Reproduce the entries exactly. Omit none of them.

*** SUPPLIED RECORDS Section Begins ***

//! Unverified JWT claim extraction
//!
//! The id and access tokens issued by the token endpoint are JWTs. The proxy
//! is not the audience and never validates signatures; it only reads the
//! payload for the ChatGPT account id, the email and the `exp` timestamp.

use base64::Engine;
use base64::engine::general_purpose::{URL_SAFE, URL_SAFE_NO_PAD};
use serde_json::Value;

use crate::constants::AUTH_CLAIM;

/// Claims the proxy cares about.
#[derive(Debug, Clone, Default, PartialEq, Eq)]
pub struct Claims {
    pub account_id: Option<String>,
    pub email: Option<String>,
    /// Expiry as unix seconds.
    pub exp: Option<u64>,
}

/// Decode the payload segment of a JWT into JSON.
///
/// Returns `None` for anything that is not three dot-separated segments with
/// a base64url JSON object in the middle.
pub fn decode_payload(token: &str) -> Option<Value> {
    let mut parts = token.split('.');
    let (_, payload, _) = (parts.next()?, parts.next()?, parts.next()?);
    if parts.next().is_some() {
        return None;
    }
    // Some issuers pad the segment, most do not.
    let bytes = URL_SAFE_NO_PAD
        .decode(payload)
        .or_else(|_| URL_SAFE.decode(payload))
        .ok()?;
    let value: Value = serde_json::from_slice(&bytes).ok()?;
    value.is_object().then_some(value)
}

/// Extract the claims from a JWT. Missing or malformed tokens yield empty claims.
pub fn parse_claims(token: &str) -> Claims {
    let Some(payload) = decode_payload(token) else {
        return Claims::default();
    };

    let account_id = payload
        .get(AUTH_CLAIM)
        .and_then(|auth| auth.get("chatgpt_account_id"))
        .and_then(Value::as_str)
        .or_else(|| payload.get("chatgpt_account_id").and_then(Value::as_str))
        .or_else(|| {
            payload
                .get("organizations")
                .and_then(Value::as_array)
                .and_then(|orgs| orgs.first())
                .and_then(|org| org.get("id"))
                .and_then(Value::as_str)
        })
        .filter(|id| !id.is_empty())
        .map(str::to_owned);

    Claims {
        account_id,
        email: payload
            .get("email")
            .and_then(Value::as_str)
            .map(str::to_owned),
        exp: payload.get("exp").and_then(Value::as_u64),
    }
}

/// Resolve the account id, preferring the id token and falling back to the
/// access token.
pub fn account_id(id_token: &str, access_token: &str) -> Option<String> {
    parse_claims(id_token)
        .account_id
        .or_else(|| parse_claims(access_token).account_id)
}

#[cfg(test)]
pub(crate) fn encode_test_jwt(payload: &Value) -> String {
    let header = URL_SAFE_NO_PAD.encode(br#"{"alg":"none","typ":"JWT"}"#);
    let body = URL_SAFE_NO_PAD.encode(payload.to_string());
    format!("{header}.{body}.sig")
}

*** SUPPLIED RECORDS Section Ends ***

_REPLY TO THE TASK:_
//! Unverified JWT claim extraction
//!
//! The id and access tokens issued by the token endpoint are JWTs. The proxy
//! is not the audience and never validates signatures; it only reads the
//! payload for the ChatGPT account id, the email and the `exp` timestamp.

use base64::Engine;
use base64::engine::general_purpose::{URL_SAFE, URL_SAFE_NO_PAD};
use serde_json::Value;

use crate::constants::AUTH_CLAIM;

/// Claims the proxy cares about.
#[derive(Debug, Clone, Default, PartialEq, Eq)]
pub struct Claims {
    pub account_id: Option<String>,
    pub email: Option<String>,
    /// Expiry as unix seconds.
    pub exp: Option<u64>,
}

/// Decode the payload segment of a JWT into JSON.
///
/// Returns `None` for anything that is not three dot-separated segments with
/// a base64url JSON object in the middle.
pub fn decode_payload(token: &str) -> Option<Value> {
    let mut parts = token.split('.');
    let (_, payload, _) = (parts.next()?, parts.next()?, parts.next()?);
    if parts.next().is_some() {
        return None;
    }
    // Some issuers pad the segment, most do not.
    let bytes = URL_SAFE_NO_PAD
        .decode(payload)
        .or_else(|_| URL_SAFE.decode(payload))
        .ok()?;
    let value: Value = serde_json::from_slice(&bytes).ok()?;
    value.is_object().then_some(value)
}

/// Extract the claims from a JWT. Missing or malformed tokens yield empty claims.
pub fn parse_claims(token: &str) -> Claims {
    let Some(payload) = decode_payload(token) else {
        return Claims::default();
    };

    let account_id = payload
        .get(AUTH_CLAIM)
        .and_then(|auth| auth.get("chatgpt_account_id"))
        .and_then(Value::as_str)
        .or_else(|| payload.get("chatgpt_account_id").and_then(Value::as_str))
        .or_else(|| {
            payload
                .get("organizations")
                .and_then(Value::as_array)
                .and_then(|orgs| orgs.first())
                .and_then(|org| org.get("id"))
                .and_then(Value::as_str)
        })
        .filter(|id| !id.is_empty())
        .map(str::to_owned);

    Claims {
        account_id,
        email: payload
            .get("email")
            .and_then(Value::as_str)
            .map(str::to_owned),
        exp: payload.get("exp").and_then(Value::as_u64),
    }
}

/// Resolve the account id, preferring the id token and falling back to the
/// access token.
pub fn account_id(id_token: &str, access_token: &str) -> Option<String> {
    parse_claims(id_token)
        .account_id
        .or_else(|| parse_claims(access_token).account_id)
}

#[cfg(test)]
pub(crate) fn encode_test_jwt(payload: &Value) -> String {
    let header = URL_SAFE_NO_PAD.encode(br#"{"alg":"none","typ":"JWT"}"#);
    let body = URL_SAFE_NO_PAD.encode(payload.to_string());
    format!("{header}.{body}.sig")
}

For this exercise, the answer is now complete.